Blackbird Interactive, the makers of Homeworld, are super into this concept of being a "shipbreaker." They just love that word. But whether it's time, money, or influence, they haven't been able to tackle it the way they've wanted to. In 2013 they first teased Hardware: Shipbreakers. A few months later, it changed its name to Homeworld: Shipbreakers. A few years after that, Homeworld: Shipbreakers reintroduced itself as Homeworld: Deserts of Kharak. It was a completely different game at that point. Shipbreakers was supposed to be a first-person salvage simulation. Deserts of Kharak ended up being an isometric real-time strategy game. Shipbreakers, as Blackbird envisioned it, never actually happened.
But Shipbreakers is finally happening. No longer Hardware: Shipbreakers, it's Hardspace: Shipbreaker. See? Blackbird just hasn't been able to shake this notion of being a "shipbreaker," no matter what name they're putting in front of the colon—and shifting to the singular form of shipbreaker while they're at it. Hopefully this is the last name change it goes through, and Blackbird finally gets to make the game they've wanted to make for the past seven or eight years. It's not beholden to the Homeworld universe, it's back in first-person, it's all about salvaging big ships, and got its blue collar work ethic back. It's no small irony that a game originally about salvaging had been completely stripped away and sold for parts.

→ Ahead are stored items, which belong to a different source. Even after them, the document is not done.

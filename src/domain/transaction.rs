use super::membership::{MembershipId, UserId};
use super::money::Amount;
use crate::error::PaymentError;
use chrono::{DateTime, Utc};
use serde::{Deserialize, Serialize};
use std::fmt;
use uuid::Uuid;

#[derive(Debug, Clone, Copy, PartialEq, Eq, Hash, Serialize, Deserialize)]
#[serde(transparent)]
pub struct TransactionId(pub Uuid);

impl TransactionId {
    pub fn new() -> Self {
        Self(Uuid::new_v4())
    }
}

impl Default for TransactionId {
    fn default() -> Self {
        Self::new()
    }
}

impl fmt::Display for TransactionId {
    fn fmt(&self, f: &mut fmt::Formatter<'_>) -> fmt::Result {
        write!(f, "{}", self.0)
    }
}

#[derive(Debug, Serialize, Deserialize, PartialEq, Eq, Clone, Copy)]
#[serde(rename_all = "lowercase")]
pub enum TransactionStatus {
    Pending,
    Success,
    Failed,
}

impl TransactionStatus {
    pub fn is_terminal(&self) -> bool {
        !matches!(self, TransactionStatus::Pending)
    }
}

/// One payment attempt for a membership request.
///
/// `Pending` moves to either `Success` or `Failed` exactly once. A failed
/// attempt is never reopened; paying again creates a new transaction.
#[derive(Debug, Serialize, Deserialize, PartialEq, Clone)]
pub struct Transaction {
    pub id: TransactionId,
    pub user: UserId,
    pub membership: MembershipId,
    pub price: Amount,
    /// Assigned by the gateway once a purchase has been started.
    pub gateway_transaction_id: Option<String>,
    pub status: TransactionStatus,
    pub created_at: DateTime<Utc>,
    pub updated_at: DateTime<Utc>,
}

impl Transaction {
    pub fn pending(user: UserId, membership: MembershipId, price: Amount) -> Self {
        let now = Utc::now();
        Self {
            id: TransactionId::new(),
            user,
            membership,
            price,
            gateway_transaction_id: None,
            status: TransactionStatus::Pending,
            created_at: now,
            updated_at: now,
        }
    }

    pub fn assign_gateway_id(&mut self, gateway_transaction_id: String) -> Result<(), PaymentError> {
        if self.status != TransactionStatus::Pending {
            return Err(PaymentError::Validation(format!(
                "Transaction {} is {:?} and cannot be restarted",
                self.id, self.status
            )));
        }
        self.gateway_transaction_id = Some(gateway_transaction_id);
        self.updated_at = Utc::now();
        Ok(())
    }

    /// Settles the attempt. Settling twice is a no-op.
    pub fn mark_success(&mut self) -> Result<(), PaymentError> {
        match self.status {
            TransactionStatus::Pending => {
                self.status = TransactionStatus::Success;
                self.updated_at = Utc::now();
                Ok(())
            }
            TransactionStatus::Success => Ok(()),
            TransactionStatus::Failed => Err(PaymentError::Validation(format!(
                "Transaction {} already failed",
                self.id
            ))),
        }
    }

    pub fn mark_failed(&mut self) -> Result<(), PaymentError> {
        match self.status {
            TransactionStatus::Pending => {
                self.status = TransactionStatus::Failed;
                self.updated_at = Utc::now();
                Ok(())
            }
            TransactionStatus::Failed => Ok(()),
            TransactionStatus::Success => Err(PaymentError::Validation(format!(
                "Transaction {} already succeeded",
                self.id
            ))),
        }
    }
}
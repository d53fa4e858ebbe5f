use crate::error::PaymentError;
use rust_decimal::Decimal;
use serde::{Deserialize, Serialize};
use std::fmt;

/// A strictly positive monetary amount in the gateway's currency unit.
///
/// This is a wrapper around `rust_decimal::Decimal` so that prices and invoice
/// amounts can never be zero or negative once constructed.
#[derive(Debug, Clone, Copy, PartialEq, PartialOrd, Serialize, Deserialize)]
#[serde(try_from = "Decimal", into = "Decimal")]
pub struct Amount(Decimal);

impl Amount {
    pub fn new(value: Decimal) -> Result<Self, PaymentError> {
        if value > Decimal::ZERO {
            Ok(Self(value))
        } else {
            Err(PaymentError::Validation(
                "Amount must be positive".to_string(),
            ))
        }
    }

    pub fn value(&self) -> Decimal {
        self.0
    }
}

impl TryFrom<Decimal> for Amount {
    type Error = PaymentError;

    fn try_from(value: Decimal) -> Result<Self, Self::Error> {
        Self::new(value)
    }
}

impl From<Amount> for Decimal {
    fn from(amount: Amount) -> Self {
        amount.0
    }
}

impl fmt::Display for Amount {
    fn fmt(&self, f: &mut fmt::Formatter<'_>) -> fmt::Result {
        write!(f, "{}", self.0.normalize())
    }
}
pub mod application;
pub mod config;
pub mod domain;
pub mod error;
pub mod infrastructure;
pub mod interfaces;
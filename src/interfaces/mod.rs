//! Outer adapters: the CSV replay format and the runner that drives the
//! application layer from it.

pub mod csv;
pub mod scenario;
use clap::Parser;
use membership_pay::config::PaymentSettings;
use membership_pay::infrastructure::in_memory::InMemoryStore;
use membership_pay::infrastructure::simulated_gateway::SimulatedGateway;
use membership_pay::interfaces::csv::report_writer::ReportWriter;
use membership_pay::interfaces::csv::scenario_reader::ScenarioReader;
use membership_pay::interfaces::scenario::ScenarioRunner;
use miette::{IntoDiagnostic, Result};
use std::fs::File;
use std::io;
use std::path::PathBuf;
use tracing::error;
use tracing_subscriber::EnvFilter;

#[derive(Parser)]
#[command(author, version, about, long_about = None)]
struct Cli {
    /// Scenario CSV file (action, membership, actor, amount)
    input: PathBuf,

    /// Path to persistent database (optional). If provided, uses RocksDB.
    #[arg(long)]
    db_path: Option<PathBuf>,

    /// Settings file (TOML, YAML or JSON)
    #[arg(long)]
    config: Option<PathBuf>,
}

#[tokio::main]
async fn main() -> Result<()> {
    tracing_subscriber::fmt()
        .with_env_filter(EnvFilter::try_from_default_env().unwrap_or_else(|_| EnvFilter::new("info")))
        .with_writer(io::stderr)
        .init();

    let cli = Cli::parse();
    let settings = PaymentSettings::load(cli.config.as_deref()).into_diagnostic()?;
    let gateway = SimulatedGateway::default();

    let runner = match cli.db_path {
        #[cfg(feature = "storage-rocksdb")]
        Some(db_path) => {
            let store = membership_pay::infrastructure::rocksdb::RocksDBStore::open(db_path)
                .into_diagnostic()?;
            ScenarioRunner::new(store, gateway, settings)
        }
        #[cfg(not(feature = "storage-rocksdb"))]
        Some(_) => {
            tracing::warn!(
                "Persistent storage requested via --db-path, but 'storage-rocksdb' feature is not enabled. Falling back to in-memory storage."
            );
            ScenarioRunner::new(InMemoryStore::new(), gateway, settings)
        }
        None => ScenarioRunner::new(InMemoryStore::new(), gateway, settings),
    };

    let file = File::open(cli.input).into_diagnostic()?;
    let reader = ScenarioReader::new(file);
    for (line, step) in reader.steps().enumerate() {
        match step {
            Ok(step) => {
                if let Err(e) = runner.apply(step).await {
                    error!("Step {} failed: {}", line + 1, e.user_message());
                }
            }
            Err(e) => {
                error!("Error reading step {}: {}", line + 1, e);
            }
        }
    }

    let memberships = runner.memberships().await.into_diagnostic()?;
    let transactions = runner.transactions().await.into_diagnostic()?;

    let stdout = io::stdout();
    let mut writer = ReportWriter::new(stdout.lock());
    writer
        .write_report(memberships, transactions)
        .into_diagnostic()?;

    Ok(())
}
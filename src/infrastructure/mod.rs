//! Adapters behind the domain ports.

pub mod in_memory;
#[cfg(feature = "storage-rocksdb")]
pub mod rocksdb;
pub mod simulated_gateway;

The reveal of Hardspace: Shipbreaker at PAX East 2020 (squeezing itself in from Feb. 27 to Mar. 1, even as developers were pulling out of PAX due to COVID-19 fears) revealed exactly what Shipbreaker was meant to be. Perhaps it's in space instead of on a desert world, but the concept is more or less intact. Explore immense, abandoned shipwrecks, bust out your cutting torch, sell the scrap, start paying off your insurmountable debt. Interesting that Ship Graveyard Simulator, just announced this past week, is getting in on that hot ship-dismantling action, too.
Steam Early Access for Hardspace: Shipbreaker begins Summer 2020. I'm totally in.